FIP1L1‐PDGFRA fusion gene in T‐lymphoblastic lymphoma: A case report

Salhah Ali 1, Yasmine Al‐Qattan 1, Walaa Awny 2, Abdulaziz Hamadah 3, Karen Pinto 4, Salem AlShemmari 3,5,
PMCID: PMC9875631  PMID: 36517458

Abstract

Background

T‐lymphoblastic lymphoma (T‐LBL) is an aggressive malignancy of T‐lymphoid precursors, rarely co‐occurring with myeloid/lymphoid neoplasms with eosinophilia (M/LNs‐Eo), with consequent rearrangement of tyrosine kinase (TK)‐related genes. The FIP1L1‐PDGFRA fusion gene is the most frequent molecular abnormality seen in eosinophilia‐associated myeloproliferative disorders, but is also present in acute myeloid leukemia (AML), T‐lymphoblastic leukemia/lymphoma (TLL), or both simultaneously. T‐LBL mainly affects children and young adults, involving lymph node, bone marrow, and thymus. It represents about 85% of all immature lymphoblastic lymphomas, whereas immature B‐cell lymphomas comprise approximately 15% of all cases of LBL.

Case

In this case report, we present an example of T cell lymphoblastic lymphoma with coexistent eosinophelia, treated successfully with a tyrosine‐kinase inhibitor (TKI).

Conclusion

FIP1L1‐PDGFRA‐positive T‐LBL and myeloproliferative disorders have excellent response to low‐dose treatment with (TKI) imatinib. Most patients achieve rapid and complete hematologic and molecular remission within weeks.

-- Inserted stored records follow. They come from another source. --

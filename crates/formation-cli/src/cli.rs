// Dweve Formation - Referential integrity checks for configuration tables
//
// Copyright (c) 2025 Dweve IP B.V. and individual contributors.
//
// SPDX-License-Identifier: Apache-2.0
//
// Licensed under the Apache License, Version 2.0 (the "License");
// you may not use this file except in compliance with the License.
// You may obtain a copy of the License in the LICENSE file at the
// root of this repository or at: http://www.apache.org/licenses/LICENSE-2.0
//
// Unless required by applicable law or agreed to in writing, software
// distributed under the License is distributed on an "AS IS" BASIS,
// WITHOUT WARRANTIES OR CONDITIONS OF ANY KIND, either express or implied.
// See the License for the specific language governing permissions and
// limitations under the License.

//! CLI command definitions and argument parsing.

use crate::commands;
use crate::error::CliError;
use clap::{Subcommand, ValueEnum};
use std::path::PathBuf;

/// Report format for `check`.
#[derive(Debug, Clone, Copy, PartialEq, Eq, ValueEnum)]
pub enum OutputFormat {
    Text,
    Json,
}

/// Top-level CLI commands.
///
/// # Examples
///
/// ```no_run
/// use clap::Parser;
/// use formation_cli::cli::Commands;
///
/// #[derive(Parser)]
/// struct Cli {
///     #[command(subcommand)]
///     command: Commands,
/// }
/// ```
#[derive(Subcommand)]
pub enum Commands {
    /// Check every formation declared in the given tables
    ///
    /// Each formation's referenced values must exist in their target
    /// columns. Exits with status 1 if any error is found.
    Check {
        /// Table files (.csv, .json) or directories containing them
        #[arg(value_name = "PATH", required = true)]
        paths: Vec<PathBuf>,

        /// Output format
        #[arg(short, long, value_enum, default_value = "text")]
        format: OutputFormat,

        /// Check formations in parallel
        #[arg(short, long)]
        parallel: bool,
    },

    /// List each formation's possible references and the file dependency map
    Refs {
        /// Table files (.csv, .json) or directories containing them
        #[arg(value_name = "PATH", required = true)]
        paths: Vec<PathBuf>,
    },

    /// Extract references from one content string
    ///
    /// The formation may be given with or without its format(...) wrapper.
    Extract {
        /// Formation text
        #[arg(value_name = "FORMATION")]
        formation: String,

        /// Cell content to read against the formation
        #[arg(value_name = "CONTENT")]
        content: String,

        /// Discriminant value selecting a decoration branch
        #[arg(short, long)]
        discriminant: Option<String>,
    },
}

impl Commands {
    /// Execute the command.
    ///
    /// # Errors
    ///
    /// Returns `Err` if inputs cannot be loaded, or if the command found
    /// reference errors.
    pub fn execute(self) -> Result<(), CliError> {
        match self {
            Commands::Check {
                paths,
                format,
                parallel,
            } => commands::check(&paths, format, parallel),
            Commands::Refs { paths } => commands::refs(&paths),
            Commands::Extract {
                formation,
                content,
                discriminant,
            } => commands::extract(&formation, &content, discriminant.as_deref()),
        }
    }
}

Keywords: FIP1L1‐PDGFRA, T lymphoblastic lymphoma, TLL, eosinophilia

1. INTRODUCTION

T‐lymphoblastic lymphoma (T‐LBL) is an aggressive malignancy of T‐lymphoid precursors, which can rarely co‐occur with Myeloid/Lymphoid Neoplasms with Eosinophilia (M/LNs‐Eo). 1 Acquired genetic and epigenetic aberrations affect the early thymocyte subset leading to the formation of T‐LBL and T‐ALL malignancies. T‐ALL and T‐LBL are commonly found amongst children and young adults, manifesting in 15% of the ALL cases, whereas T‐LBL affects 20% of the non‐Hodgkin lymphomas (NHLs). 2 The World Health Organization (WHO) designated T‐ALL and T‐LBL as T‐lymphoblastic leukemia/lymphoma in the updated Revised WHO classification, without further specification. Another classification clearly defined as a category of three related disease entities by the revised WHO is termed myeloid and lymphoid neoplasms with eosinophilia and abnormalities of PDGFRA, PDGFRB, and FGFR. These fusion genes encode an aberrant tyrosine kinase, which usually manifest with eosinophilia in the peripheral blood. 3 Here we present a case of a T‐LBL with eosinophilia found to have FIP1L1‐PDGFRA rearrangement.

2. CASE PRESENTATION

A 53‐year‐old previously healthy male was referred to Kuwait Cancer Control Centre (KCCC) with a 1‐year history of multiple painless lumps. He tested positive for SARS‐COV2 in March 2020, with a non‐complicated course requiring home quarantine only. After that, he started to develop numerous painless lumps; the first one appeared in the right submandibular area, which he attributed to COVID‐19 infection. Later he developed another painless swelling in the right inguinal area, after which he sought medical attention. No other symptoms of note, no weight loss, night sweats, or fever.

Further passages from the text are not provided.